As a kid, I watched The Jetsons, and boy - I was really looking forward to getting my flying car! Sadly, it doesn’t look like that is going to happen any time soon, but there is something cool headed our way: self-driving cars. At the moment, they are being tested only, but Michigan is planning ahead (which seems appropriate, since Michigan is the birthplace of the auto industry). By passing a package of four new laws, Michigan is the now first state to have comprehensive self-driving regulations. When the first self-driving cars, or fleet of cars (think something like Uber, only driverless), arrive, Michigan will be ready. But is this a good thing? Should other states follow?
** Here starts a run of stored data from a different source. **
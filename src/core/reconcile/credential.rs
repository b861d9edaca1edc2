//! Credential record reconciliation.
//!
//! The remote has no in-place field update for credential records. Content
//! changes (name, username, uri, description, secret) are applied by
//! deleting the record and creating a new one, which gets a new id. A
//! folder change alone is applied with a move and keeps the id.

use tracing::{debug, info, warn};
use zeroize::Zeroizing;

use super::{absent_ok, found, Reconcile};
use crate::core::constants::{LEVEL_REVOKE, LEVEL_UPDATE};
use crate::core::domain::{Credential, CredentialSpec};
use crate::core::remote::{NewResource, Remote, RemoteResource, RemoteResult, Share};
use crate::core::resolve::{present, Resolver};
use crate::core::types::{FolderId, GroupId};
use crate::error::{Action, Error, Kind, ResolveError, Result};

/// Reconciles credential records.
pub struct Credentials<'a, R: ?Sized> {
    remote: &'a R,
}

/// References of a desired record, resolved before any mutation.
struct Targets {
    folder_id: Option<FolderId>,
    group_id: Option<GroupId>,
}

impl<'a, R: Remote + ?Sized> Credentials<'a, R> {
    pub fn new(remote: &'a R) -> Self {
        Self { remote }
    }

    fn resolve(&self, desired: &CredentialSpec, token: &str) -> Result<Targets> {
        let resolver = Resolver::new(self.remote);
        let folder_id = resolver
            .folder(desired.folder.as_deref())
            .map_err(|e| Error::resolve(Kind::Credential, token, e))?;
        let group_id = resolver
            .group(desired.share_group.as_deref())
            .map_err(|e| Error::resolve(Kind::Credential, token, e))?;
        Ok(Targets { folder_id, group_id })
    }

    fn write(&self, desired: &CredentialSpec, targets: &Targets) -> RemoteResult<RemoteResource> {
        self.remote.create_resource(&NewResource {
            name: desired.name.clone(),
            username: desired.username.clone(),
            uri: desired.uri.clone(),
            description: desired.description.clone().unwrap_or_default(),
            folder_parent_id: targets.folder_id.clone(),
            secret: desired.secret.clone(),
        })
    }

    fn share(&self, id: &str, group_id: &str) -> Result<()> {
        self.remote
            .share_resource(id, &[Share::group(group_id, LEVEL_UPDATE)])
            .map_err(|e| Error::remote(Kind::Credential, id, Action::Share, e))?;
        info!(id, group = group_id, "shared credential");
        Ok(())
    }

    /// Delete `id` and create `desired` in its place.
    fn replace(&self, id: &str, desired: &CredentialSpec, targets: &Targets) -> Result<Credential> {
        absent_ok(
            Kind::Credential,
            id,
            Action::Delete,
            self.remote.delete_resource(id),
        )?;

        let created = self.write(desired, targets).map_err(|e| {
            warn!(id, error = %e, "credential deleted for replacement but re-create failed");
            Error::ReplaceIncomplete {
                kind: Kind::Credential,
                token: id.to_string(),
                cause: e.to_string(),
            }
        })?;

        if let Some(group_id) = &targets.group_id {
            self.share(&created.id, group_id)
                .map_err(|e| Error::partially_applied(Kind::Credential, id, &created.id, e))?;
        }

        info!(old = id, new = %created.id, "replaced credential");
        Ok(observe(created, Some(&desired.secret), desired.share_group.clone()))
    }
}

/// Build the observed model, keeping `known_secret` when the remote omits it.
pub(crate) fn observe(
    resource: RemoteResource,
    known_secret: Option<&Zeroizing<String>>,
    share_group: Option<String>,
) -> Credential {
    let secret = resource
        .secret
        .filter(|s| !s.is_empty())
        .or_else(|| known_secret.cloned());

    Credential {
        id: resource.id,
        name: resource.name,
        description: Some(resource.description).filter(|d| !d.is_empty()),
        username: resource.username,
        uri: resource.uri,
        secret,
        folder_id: resource.folder_parent_id.filter(|f| !f.is_empty()),
        share_group: share_group.filter(|g| !g.is_empty()),
    }
}

/// Whether any field without an in-place update primitive differs.
fn content_changed(desired: &CredentialSpec, prior: &Credential) -> bool {
    desired.name != prior.name
        || desired.username != prior.username
        || desired.uri != prior.uri
        || desired.description.as_deref().unwrap_or_default()
            != prior.description.as_deref().unwrap_or_default()
        // An unknown prior secret cannot be proven equal.
        || prior.secret.as_ref() != Some(&desired.secret)
}

impl<R: Remote + ?Sized> Reconcile for Credentials<'_, R> {
    type Desired = CredentialSpec;
    type Actual = Credential;

    const KIND: Kind = Kind::Credential;

    fn create(&self, desired: &CredentialSpec) -> Result<Credential> {
        let targets = self.resolve(desired, &desired.name)?;

        let created = self
            .write(desired, &targets)
            .map_err(|e| Error::remote(Self::KIND, &desired.name, Action::Create, e))?;
        info!(id = %created.id, name = %created.name, "created credential");

        if let Some(group_id) = &targets.group_id {
            self.share(&created.id, group_id)
                .map_err(|e| Error::partially_applied(Self::KIND, &desired.name, &created.id, e))?;
        }

        Ok(observe(created, Some(&desired.secret), desired.share_group.clone()))
    }

    fn read(&self, id: &str, prior: Option<&Credential>) -> Result<Option<Credential>> {
        let resource = found(Self::KIND, id, Action::Read, self.remote.get_resource(id))?;
        let Some(resource) = resource else {
            warn!(id, "credential removed out of band");
            return Ok(None);
        };

        if resource.secret.as_ref().map_or(true, |s| s.is_empty()) {
            debug!(id, "remote omitted secret, keeping last known value");
        }

        let known_secret = prior.and_then(|p| p.secret.as_ref());
        let share_group = prior.and_then(|p| p.share_group.clone());
        Ok(Some(observe(resource, known_secret, share_group)))
    }

    fn update(
        &self,
        id: &str,
        desired: &CredentialSpec,
        prior: &Credential,
    ) -> Result<Credential> {
        let targets = self.resolve(desired, id)?;

        // The previous share group is revoked when it changes; resolve it
        // now so no mutation happens before every reference is known.
        let stale_group = match present(prior.share_group.as_deref()) {
            Some(old) if desired.share_group.as_deref() != Some(old) => {
                match Resolver::new(self.remote).require_group(old) {
                    Ok(group_id) => Some(group_id),
                    Err(ResolveError::NotFound { .. }) => None,
                    Err(e) => return Err(Error::resolve(Self::KIND, id, e)),
                }
            }
            _ => None,
        };

        if content_changed(desired, prior) {
            return self.replace(id, desired, &targets);
        }

        let mut current = prior.clone();
        current.id = id.to_string();

        if targets.folder_id != prior.folder_id {
            self.remote
                .move_resource(id, targets.folder_id.as_deref())
                .map_err(|e| Error::remote(Self::KIND, id, Action::Move, e))?;
            info!(id, folder = ?targets.folder_id, "moved credential");
            current.folder_id = targets.folder_id.clone();
        }

        if let Some(old_group) = stale_group {
            self.remote
                .share_resource(id, &[Share::group(old_group.as_str(), LEVEL_REVOKE)])
                .map_err(|e| Error::remote(Self::KIND, id, Action::Share, e))?;
            info!(id, group = %old_group, "unshared credential");
        }

        if desired.share_group != prior.share_group {
            if let Some(group_id) = &targets.group_id {
                self.share(id, group_id)?;
            }
            current.share_group = desired.share_group.clone().filter(|g| !g.is_empty());
        }

        Ok(current)
    }

    fn delete(&self, id: &str) -> Result<()> {
        absent_ok(Self::KIND, id, Action::Delete, self.remote.delete_resource(id))?;
        info!(id, "deleted credential");
        Ok(())
    }
}

#[cfg(test)]
mod tests {
    use super::*;
    use crate::core::remote::{Aro, Call, MemoryRemote};
    use crate::error::RemoteError;

    fn spec() -> CredentialSpec {
        CredentialSpec::new("db", "root", "postgres://db.internal", "hunter2")
    }

    #[test]
    fn test_create_keeps_secret() {
        let remote = MemoryRemote::new();
        let creds = Credentials::new(&remote);

        let created = creds.create(&spec()).unwrap();
        assert_eq!(created.secret.as_deref().map(String::as_str), Some("hunter2"));
        assert_eq!(created.folder_id, None);
        assert_eq!(created.description, None);
    }

    #[test]
    fn test_create_resolves_folder_and_group_before_write() {
        let remote = MemoryRemote::new();
        let folder = remote.seed_folder("Infra", None);
        remote.seed_group("ops", &[]);
        let creds = Credentials::new(&remote);

        let err = creds
            .create(&spec().in_folder("Infra").shared_with("nope"))
            .unwrap_err();
        assert!(matches!(err, Error::ReferenceNotFound { .. }));
        assert!(remote.mutations().is_empty());

        let created = creds
            .create(&spec().in_folder("Infra").shared_with("ops"))
            .unwrap();
        assert_eq!(created.folder_id, Some(folder.id));
        assert!(remote
            .resource_permissions(&created.id)
            .iter()
            .any(|p| p.aro == Aro::Group && p.level == LEVEL_UPDATE));
    }

    #[test]
    fn test_read_preserves_withheld_secret() {
        let remote = MemoryRemote::new();
        let creds = Credentials::new(&remote);
        let created = creds.create(&spec()).unwrap();

        remote.withhold_secrets(true);
        let read = creds.read(&created.id, Some(&created)).unwrap().unwrap();
        assert_eq!(read.secret.as_deref().map(String::as_str), Some("hunter2"));

        let blind = creds.read(&created.id, None).unwrap().unwrap();
        assert!(blind.secret.is_none());
    }

    #[test]
    fn test_update_unchanged_issues_no_mutation() {
        let remote = MemoryRemote::new();
        let creds = Credentials::new(&remote);
        let created = creds.create(&spec()).unwrap();
        remote.reset_calls();

        let updated = creds.update(&created.id, &spec(), &created).unwrap();
        assert_eq!(updated.id, created.id);
        assert!(remote.mutations().is_empty());
    }

    #[test]
    fn test_update_content_replaces_with_new_id() {
        let remote = MemoryRemote::new();
        let creds = Credentials::new(&remote);
        let created = creds.create(&spec()).unwrap();

        let mut changed = spec();
        changed.secret = Zeroizing::new("correct horse".to_string());
        let updated = creds.update(&created.id, &changed, &created).unwrap();

        assert_ne!(updated.id, created.id);
        assert!(remote.resource(&created.id).is_none());
        assert_eq!(
            remote.resource(&updated.id).unwrap().secret.unwrap().as_str(),
            "correct horse"
        );
    }

    #[test]
    fn test_update_folder_only_moves_in_place() {
        let remote = MemoryRemote::new();
        let folder = remote.seed_folder("Infra", None);
        let creds = Credentials::new(&remote);
        let created = creds.create(&spec()).unwrap();
        remote.reset_calls();

        let updated = creds
            .update(&created.id, &spec().in_folder("Infra"), &created)
            .unwrap();
        assert_eq!(updated.id, created.id);
        assert_eq!(updated.folder_id, Some(folder.id));
        assert_eq!(remote.mutations(), vec![Call::MoveResource]);
    }

    #[test]
    fn test_failed_recreate_reports_incomplete_replace() {
        let remote = MemoryRemote::new();
        let creds = Credentials::new(&remote);
        let created = creds.create(&spec()).unwrap();
        remote.fail_on(
            Call::CreateResource,
            RemoteError::Rejected("quota exceeded".to_string()),
        );

        let mut changed = spec();
        changed.uri = "postgres://db2.internal".to_string();
        let err = creds.update(&created.id, &changed, &created).unwrap_err();

        assert!(matches!(err, Error::ReplaceIncomplete { .. }));
        let msg = err.to_string();
        assert!(msg.contains(&created.id));
        assert!(msg.contains("quota exceeded"));
        assert!(remote.resource(&created.id).is_none());
    }

    #[test]
    fn test_share_failure_after_create_reports_new_id() {
        let remote = MemoryRemote::new();
        remote.seed_group("ops", &[]);
        let creds = Credentials::new(&remote);
        remote.fail_on(
            Call::ShareResource,
            RemoteError::Unavailable("gateway timeout".to_string()),
        );

        let err = creds.create(&spec().shared_with("ops")).unwrap_err();

        assert!(matches!(err, Error::PartiallyApplied { .. }));
        let new_id = err.new_id().unwrap();
        assert!(remote.resource(new_id).is_some());
        assert!(err.to_string().contains("gateway timeout"));
    }

    #[test]
    fn test_share_failure_after_replace_reports_new_id() {
        let remote = MemoryRemote::new();
        remote.seed_group("ops", &[]);
        let creds = Credentials::new(&remote);
        let created = creds.create(&spec().shared_with("ops")).unwrap();
        remote.fail_on(
            Call::ShareResource,
            RemoteError::Unavailable("gateway timeout".to_string()),
        );

        let mut changed = spec().shared_with("ops");
        changed.username = "admin".to_string();
        let err = creds.update(&created.id, &changed, &created).unwrap_err();

        match &err {
            Error::PartiallyApplied { token, new_id, .. } => {
                assert_eq!(token, &created.id);
                assert_ne!(new_id, &created.id);
                assert_eq!(remote.resource(new_id).unwrap().username, "admin");
            }
            other => panic!("expected PartiallyApplied, got {:?}", other),
        }
        assert!(remote.resource(&created.id).is_none());
        assert_eq!(remote.count(Call::CreateResource), 2);
    }

    #[test]
    fn test_changing_share_group_revokes_previous() {
        let remote = MemoryRemote::new();
        let ops = remote.seed_group("ops", &[]);
        let dev = remote.seed_group("dev", &[]);
        let creds = Credentials::new(&remote);
        let created = creds.create(&spec().shared_with("ops")).unwrap();

        let updated = creds
            .update(&created.id, &spec().shared_with("dev"), &created)
            .unwrap();
        assert_eq!(updated.share_group.as_deref(), Some("dev"));

        let perms = remote.resource_permissions(&created.id);
        assert!(!perms.iter().any(|p| p.aro_foreign_key == ops.id));
        assert!(perms.iter().any(|p| p.aro_foreign_key == dev.id));
    }

    #[test]
    fn test_delete_is_idempotent() {
        let remote = MemoryRemote::new();
        let creds = Credentials::new(&remote);
        let created = creds.create(&spec()).unwrap();

        creds.delete(&created.id).unwrap();
        creds.delete(&created.id).unwrap();
        assert!(creds.read(&created.id, Some(&created)).unwrap().is_none());
    }
}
There is no doubt that self-driving cars will need to be thoughtfully regulated. As a lawyer, a big part of my job is establishing liability when something goes wrong. I know that having clear laws and regulations helps victims recover appropriate damages after an accident. But they do something even more important: they can help prevent accidents by making crystal clear who, exactly, is responsible for what, exactly, before anything goes wrong in the first place. If auto makers know for sure that they will be held responsible if one of their self-driving cars is in an accident (which Michigan’s new law makes clear), they will be more likely to test every single possible circumstance to make sure their car is safe. So in that sense, these regulations are a good thing: they will help shape the industry and ultimately make it safer for consumers.
But there’s a bigger issue here that worries me. What do Michigan’s laws mean for Virginia? And what would Virginia’s laws (if and when we pass them) mean for Maryland? Do we really want state-by-state regulation for the self-driving car industry? I would argue that we don’t. The states are good at regulating some things (like road speed…it’s appropriate for a state like Montana to have a higher speed limit than a state like Virginia), but not in this case. What the emerging industry needs are federal regulations to ensure consistency as self-driving cars cross state lines (which they’ll do a lot around here!). One big issue in particular: Michigan’s laws allow only auto manufacturers to operate a fleet of self-driving, on-demand cars. That means GM could launch an Uber-style driving service, but Apple (which is also testing self-driving cars) could not. That might be good for Michigan business, but for the entire country? Probably not. I could point to other examples, but you get the picture – federal regulations make more sense than state-by-state regulations in this case.
And just where are the federal regulations? They don’t exist. They should, because this technology has been on the horizon for a while now, but they don’t. So the states are stepping in because some regulation is better than none at this point, if the federal government won’t take the lead. Which is the topic for another blog post (or ten!)…but for now, I’ll just leave you with: self-driving cars! How cool is that?!